At CSU Drake Station With Targeted In-Furnace Injection™ Technology
Excerpt from technical paper presented at ASME Power 2010 – Chicago, IL
James Towell, Tom Martinez, David Hightower, Richard Maxey – Colorado Springs Utilities
Gerry Snow, PE; Hector Gonzalez; Robert Rians – Fuel Tech, Inc. Warrenville, IL
Power generating stations are under continuous pressure to achieve maximum availability, high efficiency, and minimum environmental emissions at the lowest possible cost. In recent years, increased fuel flexibility has become more critical, financially and operationally, than ever before. Colorado Springs Utilities (CSU) has been very progressive in adopting and implementing benchmark technologies and operating strategies to help achieve these goals across their diversified generation portfolio, and in particular at four operating coal units representing 462 megawatts in the system. One key strategy employed at CSU’s Martin Drake Station has been to continuously evaluate and test alternative coal feedstocks which have potential to reduce cost while maintaining capacity, fuel supply security, availability, and efficiency. These tests were made possible by the use of Fuel Tech’s Targeted In-Furnace Injection™ (TIFI®) technology to control slagging1 and fouling, reduce forced outages and load drops, and enhance unit efficiency. The TIFI process uses Computational Fluid Dynamic (CFD) modeling to predict the precise trajectory of an injected chemical, helping to ensure as close to 100% coverage of the targeted zones as possible.
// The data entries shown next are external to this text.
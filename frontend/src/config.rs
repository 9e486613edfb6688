use log::Level;

/// Scroll offset (px) past which the nav bar switches to its solid look.
pub const SCROLL_THRESHOLD: f64 = 50.0;

/// Cost of supplies and meals for one child for a semester, in dollars.
pub const UNIT_COST: u64 = 5;

pub const PARALLAX_RANGE: f64 = 500.0;
pub const PARALLAX_TRAVEL: f64 = 200.0;

/// Seconds between program cards revealing.
pub const STAGGER_INCREMENT: f64 = 0.2;
/// Seconds between stat tiles revealing.
pub const STAT_STAGGER_INCREMENT: f64 = 0.1;

/// Fraction of an element that must be visible before it reveals.
pub const REVEAL_THRESHOLD: f64 = 0.1;

pub const PRESET_AMOUNTS: [u64; 4] = [25, 50, 100, 250];
pub const DEFAULT_AMOUNT: u64 = 100;

#[cfg(debug_assertions)]
pub fn log_level() -> Level {
    Level::Debug
}

#[cfg(not(debug_assertions))]
pub fn log_level() -> Level {
    Level::Info
}
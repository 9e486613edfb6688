use yew::prelude::*;
use yew_router::prelude::*;

use crate::nav::{NavAction, NavBarController};
use crate::scroll::ScrollSignal;
use crate::Route;

const SECTIONS: [&str; 4] = ["Mission", "Impact", "Programs", "Stories"];

#[function_component(Navbar)]
pub fn navbar() -> Html {
    let nav = use_reducer(NavBarController::default);
    let signal = use_context::<ScrollSignal>();

    {
        let dispatcher = nav.dispatcher();
        use_effect_with_deps(
            move |signal| {
                let subscription = signal.as_ref().map(|signal| {
                    dispatcher.dispatch(NavAction::Scrolled(signal.offset_y()));
                    signal.on_scroll(move |y| dispatcher.dispatch(NavAction::Scrolled(y)))
                });
                move || drop(subscription)
            },
            signal,
        );
    }

    let toggle_menu = {
        let dispatcher = nav.dispatcher();
        Callback::from(move |e: MouseEvent| {
            e.prevent_default();
            dispatcher.dispatch(NavAction::ToggleMenu);
        })
    };

    // Links keep their default action so the page jumps to the section.
    let link_activated = {
        let dispatcher = nav.dispatcher();
        Callback::from(move |_: MouseEvent| dispatcher.dispatch(NavAction::LinkActivated))
    };

    let scrolled = nav.is_scrolled();
    let menu_open = nav.mobile_menu_open();

    html! {
        <nav class={classes!("top-nav", scrolled.then(|| "scrolled"))}>
            <div class="nav-content">
                <Link<Route> to={Route::Home} classes="nav-logo">
                    <span class="logo-mark">{"S"}</span>
                    <span class="logo-text">
                        {"Sparkling Global Foundation"}<span class="accent">{"."}</span>
                    </span>
                </Link<Route>>

                <div class="nav-links">
                    { for SECTIONS.iter().map(|item| html! {
                        <a key={*item} href={format!("#{}", item.to_lowercase())} class="nav-link">{*item}</a>
                    }) }
                </div>

                <a href="#donate" class="nav-cta">{"Donate Now"}</a>

                <button class="burger-menu" onclick={toggle_menu} aria-label="Toggle menu">
                    { if menu_open { "✕" } else { "☰" } }
                </button>
            </div>

            if menu_open {
                <div class="mobile-menu">
                    { for SECTIONS.iter().map(|item| html! {
                        <a key={*item}
                            href={format!("#{}", item.to_lowercase())}
                            class="mobile-link"
                            onclick={link_activated.clone()}
                        >
                            {*item}
                        </a>
                    }) }
                    <a href="#donate" class="mobile-cta" onclick={link_activated.clone()}>
                        {"Donate Now"}
                    </a>
                </div>
            }
        </nav>
    }
}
With TIFI installed on Units 6 and 7 at Martin Drake Station, the operators were able to blend Powder River Basin coal with design fuel up to double the percentages previously achievable. Using TIFI, the plant was able to maintain full load generation, better control slagging deposits, show improvements in heat absorption, and reduce attemperator spray flows over previous blend trials. Including the cost of the TIFI program, the station has demonstrated a potential annual operating cost reduction approaching $4.9 million. Effective return on TIFI program investment is 4:1.
The Martin Drake Power Plant comprises Units 5, 6, and 7. Units 5 and 6 are wall-fired boilers rated at 46 MW and 77 MW, respectively. Drake Unit 7 is a 1,336 MMBtu/hr (nameplate) Babcock & Wilcox wall-fired, dry bottom, coal-fueled boiler rated at 131 MW (net). Unit 7 entered commercial operation on June 14, 1974 and a reverse-air fabric filter baghouse was placed in service on Drake Unit 7 in November 1993. Low NOx burners were installed in October 1999.